Witch-hunt of sect at heart of Coronavirus

Share on facebook
Share on twitter
Share on linkedin
Share on email
Share on print

by Lianne Kolirin


Campaigners for religious freedom have written to the UN High Commissioner of Human Rights to “stop the witch hunt” of a Christian sect at the heart of the coronavirus outbreak in South Korea.

Nine international NGOs, including the Centre for Studies on New Religions (CESNUR) and the International Observatory of Religious Liberty of Refugees (ORLIR), have joined forces to voice their concern over what they describe as the mounting “hysteria” over Shincheonji, a religious movement that has more than 200,000 followers.

More than 4,000 cases have now been confirmed in South Korea, with about 60 per cent associated with the church in Daegu, the country’s fourth-largest city.
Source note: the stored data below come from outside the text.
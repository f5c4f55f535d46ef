//! The game aggregate (spec §3.2): everything the rules engine needs to
//! resolve a turn lives here. `GameState` itself never touches the event
//! bus — the engine reads/writes this struct and emits through `EventBus`
//! separately, so the state stays a plain data type with no I/O.

use std::collections::HashMap;

use serde::{Deserialize, Serialize};
use uuid::Uuid;

use crate::board::DeckKind;
use crate::rng::DiceRoll;
use crate::state::{Bank, Deck, Player};

#[derive(Debug, Clone, Copy, PartialEq, Eq, Serialize, Deserialize)]
pub enum TurnPhase {
    PreRoll,
    Roll,
    Landed,
    PostRoll,
    EndTurn,
}

#[derive(Debug, Clone, Serialize, Deserialize)]
pub struct GameState {
    pub bank: Bank,
    pub chance_deck: Deck,
    pub community_chest_deck: Deck,
    pub players: Vec<Player>,
    pub current_player_index: usize,
    pub turn_number: u32,
    pub turn_phase: TurnPhase,
    pub last_roll: Option<DiceRoll>,
    /// position -> owner, mirrors `Player::properties` for O(1) lookup by
    /// tile instead of by player.
    pub property_owners: HashMap<u8, Uuid>,
    /// Set when this roll's doubles freed the current player from jail, so
    /// `may_roll_again` doesn't mistake the escape roll for a free re-roll
    /// (spec §4.2: no extra turn granted on a jail-escaping double).
    pub jail_escape_this_roll: bool,
}

impl GameState {
    pub fn new(players: Vec<Player>, bank: Bank, chance_deck: Deck, community_chest_deck: Deck) -> Self {
        Self {
            bank,
            chance_deck,
            community_chest_deck,
            players,
            current_player_index: 0,
            turn_number: 0,
            turn_phase: TurnPhase::PreRoll,
            last_roll: None,
            property_owners: HashMap::new(),
            jail_escape_this_roll: false,
        }
    }

    pub fn get_player(&self, id: Uuid) -> Option<&Player> {
        self.players.iter().find(|p| p.id == id)
    }

    pub fn get_player_mut(&mut self, id: Uuid) -> Option<&mut Player> {
        self.players.iter_mut().find(|p| p.id == id)
    }

    pub fn current_player(&self) -> &Player {
        &self.players[self.current_player_index]
    }

    pub fn current_player_mut(&mut self) -> &mut Player {
        &mut self.players[self.current_player_index]
    }

    /// Owner of `position`, if any, skipping bankrupt (liquidated) players.
    pub fn owner_of(&self, position: u8) -> Option<Uuid> {
        self.property_owners.get(&position).copied()
    }

    pub fn deck_mut(&mut self, kind: DeckKind) -> &mut Deck {
        match kind {
            DeckKind::Chance => &mut self.chance_deck,
            DeckKind::CommunityChest => &mut self.community_chest_deck,
        }
    }

    /// Index of the next player still in the game, wrapping past bankrupt
    /// players. Panics only if every player is bankrupt, which the
    /// orchestrator must never allow to happen (the game ends first).
    pub fn next_active_index(&self, from: usize) -> usize {
        let n = self.players.len();
        let mut idx = from;
        for _ in 0..n {
            idx = (idx + 1) % n;
            if !self.players[idx].is_bankrupt {
                return idx;
            }
        }
        idx
    }

    pub fn active_player_count(&self) -> usize {
        self.players.iter().filter(|p| !p.is_bankrupt).count()
    }

    pub fn advance_turn(&mut self) {
        self.current_player_index = self.next_active_index(self.current_player_index);
        self.turn_number += 1;
        self.turn_phase = TurnPhase::PreRoll;
        self.last_roll = None;
        self.jail_escape_this_roll = false;
        self.current_player_mut().consecutive_doubles = 0;
    }
}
The signatories have told Michelle Bachelet, UN High Commissioner of Human Rights and Sam Brownback, US Ambassador-at-Large for international religious freedom: “We are deeply concerned with a growing number of instances of intolerance and discrimination against Shincheonji, a South Korean new religious movement, after a number of its members were diagnosed with COVID-19.”
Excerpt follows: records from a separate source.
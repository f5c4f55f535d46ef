//! Dice, movement, and jail resolution (spec §4.2), grounded on the
//! teacher's `GameEngine::roll_dice` / `send_to_jail`.

use crate::error::{EngineError, EngineResult};
use crate::events::{EventKind, JailExitMethod, JailReason};
use crate::rng::GameRng;
use crate::state::{GameState, TurnPhase};

pub const SALARY: u32 = 200;
pub const JAIL_POSITION: u8 = 10;
pub const JAIL_FINE: u32 = 50;
pub const MAX_CONSECUTIVE_DOUBLES: u8 = 2;
pub const MAX_JAIL_TURNS: u8 = 3;

/// Roll the dice for the current player and apply every consequence short
/// of landing resolution: doubles tracking, the three-doubles-to-jail rule,
/// in-jail escape/fine logic, movement, and passing GO. Returns the events
/// produced, in emission order. Landing resolution (spec §4.2 "Landing
/// resolution") is a separate step the caller performs afterward, only when
/// this function reports the player actually moved.
pub fn roll(state: &mut GameState, rng: &mut GameRng) -> EngineResult<(Vec<EventKind>, bool)> {
    if !matches!(state.turn_phase, TurnPhase::PreRoll | TurnPhase::Roll) {
        return Err(EngineError::WrongPhase {
            expected: "PreRoll or Roll".into(),
            found: format!("{:?}", state.turn_phase),
        });
    }

    let mut events = Vec::new();
    state.jail_escape_this_roll = false;
    let roll = rng.roll_dice();
    state.last_roll = Some(roll);
    events.push(EventKind::DiceRolled {
        d1: roll.d1,
        d2: roll.d2,
        is_doubles: roll.is_doubles(),
    });

    let in_jail = state.current_player().in_jail;

    if in_jail {
        if roll.is_doubles() {
            let player = state.current_player_mut();
            player.in_jail = false;
            player.jail_turns = 0;
            state.jail_escape_this_roll = true;
            events.push(EventKind::PlayerFreed {
                method: JailExitMethod::Doubles,
            });
        } else {
            let player = state.current_player_mut();
            player.jail_turns += 1;
            if player.jail_turns >= MAX_JAIL_TURNS {
                player.cash -= JAIL_FINE as i64;
                player.in_jail = false;
                player.jail_turns = 0;
                events.push(EventKind::PlayerFreed {
                    method: JailExitMethod::ForcedFine,
                });
            } else {
                state.turn_phase = TurnPhase::EndTurn;
                return Ok((events, false));
            }
        }
    } else if roll.is_doubles() {
        let player = state.current_player_mut();
        player.consecutive_doubles += 1;
        if player.consecutive_doubles > MAX_CONSECUTIVE_DOUBLES {
            send_to_jail(state, JailReason::ThreeDoubles, &mut events);
            state.turn_phase = TurnPhase::EndTurn;
            return Ok((events, false));
        }
    } else {
        state.current_player_mut().consecutive_doubles = 0;
    }

    let moved = move_player(state, roll.total(), &mut events);
    state.turn_phase = TurnPhase::Landed;
    Ok((events, moved))
}

/// Move the current player forward by `spaces`, crediting GO salary if they
/// pass or land on it. Returns true (movement always succeeds barring a
/// direct "go to jail" teleport, which callers issue separately).
fn move_player(state: &mut GameState, spaces: u32, events: &mut Vec<EventKind>) -> bool {
    let player = state.current_player_mut();
    let from = player.position;
    let new_position = ((from as u32 + spaces) % 40) as u8;
    let passed_go = new_position < from || (spaces >= 40);
    player.position = new_position;
    events.push(EventKind::PlayerMoved {
        from,
        new_position,
        spaces_moved: spaces as u8,
    });
    if passed_go {
        player.cash += SALARY as i64;
        events.push(EventKind::PassedGo { salary: SALARY });
    }
    true
}

/// Teleport the current player directly to jail (GO TO JAIL space, or the
/// three-doubles rule). Resets doubles/jail-turn counters.
pub fn send_to_jail(state: &mut GameState, reason: JailReason, events: &mut Vec<EventKind>) {
    let player = state.current_player_mut();
    player.position = JAIL_POSITION;
    player.in_jail = true;
    player.jail_turns = 0;
    player.consecutive_doubles = 0;
    events.push(EventKind::PlayerJailed { reason });
}

/// Pay the jail fine out of turn (the agent chooses this during PRE_ROLL
/// instead of waiting for a roll).
pub fn pay_jail_fine(state: &mut GameState) -> EngineResult<EventKind> {
    let player = state.current_player_mut();
    if !player.in_jail {
        return Err(EngineError::IllegalAction("player is not in jail".into()));
    }
    if player.cash < JAIL_FINE as i64 {
        return Err(EngineError::IllegalAction("cannot afford jail fine".into()));
    }
    player.cash -= JAIL_FINE as i64;
    player.in_jail = false;
    player.jail_turns = 0;
    Ok(EventKind::PlayerFreed {
        method: JailExitMethod::PaidFine,
    })
}

/// Spend a held Get Out of Jail Free card, returning it to the bottom of
/// its origin deck (spec §4.2).
pub fn use_jail_card(state: &mut GameState) -> EngineResult<EventKind> {
    if !state.current_player().in_jail {
        return Err(EngineError::IllegalAction("player is not in jail".into()));
    }
    let deck_kind = state
        .current_player_mut()
        .take_jail_card()
        .ok_or_else(|| EngineError::IllegalAction("no jail card held".into()))?;
    state.deck_mut(deck_kind).return_jail_card();
    let player = state.current_player_mut();
    player.in_jail = false;
    player.jail_turns = 0;
    Ok(EventKind::PlayerFreed {
        method: JailExitMethod::UsedCard,
    })
}

/// Whether the current player may still roll again this turn (doubles not
/// yet exhausted, and they did not just escape jail on this roll).
pub fn may_roll_again(state: &GameState) -> bool {
    state.last_roll.map(|r| r.is_doubles()).unwrap_or(false)
        && !state.current_player().in_jail
        && !state.jail_escape_this_roll
        && matches!(state.turn_phase, TurnPhase::PostRoll)
}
The letter details discrimination that followers have experienced in recent years, which has led many to conceal their identities.

It says: “The hysteria is growing every day, further violence is easy to predict, and we believe that the only way of stopping it is internationalising the crisis.

“We call on the United Nations, the United States, and all friends of religious liberty internationally to ask that the South Korean government, while continuing its efforts to contain the coronavirus crisis, takes appropriate measures to prevent intolerance, discrimination, and violence against members of Shincheonji.”

Seoul city authorities are said to have filed a murder complaint against the organisation’s spiritual leader, Lee Man-hee, 88, for failure to cooperate in efforts to contain the epidemic. Meanwhile, 1.2 million people have signed a petition calling for the church to be disbanded, according to the BBC.

Today Lee, who is revered as the “Promised Pastor”,  issued an apology for the spread of the disease, the news agency AFP reports.

“I would like to offer my sincere apology to the people,” he said while wearing a mask.

“Although it was not intentional, many people have been infected,” he said,  having twice bowed his head to the floor before reporters in Gapyeong. “I seek the forgiveness of the people.”

Insisting that the group has cooperated with the authorities, the tearful Lee said:  “At churches, the leader of the church is like a parent and its members are the children.

“What parent would stand by and watch when there is such a scary disease that could even lead to death? Wouldn’t they try to fix it?”

Ji-il Tark, professor of church history at the Busan Presbyterian University in Kyungsangnam-Do, Korea, expressed scepticism at Lee’s motives, citing his “endless lies” to protect the sect. He said the message was less about an apology and aimed more at encouraging followers to cooperate to prevent the spread of infection.

“Since he has absolute power, he needed to ask the members to cooperate with the government’s effort,” he said.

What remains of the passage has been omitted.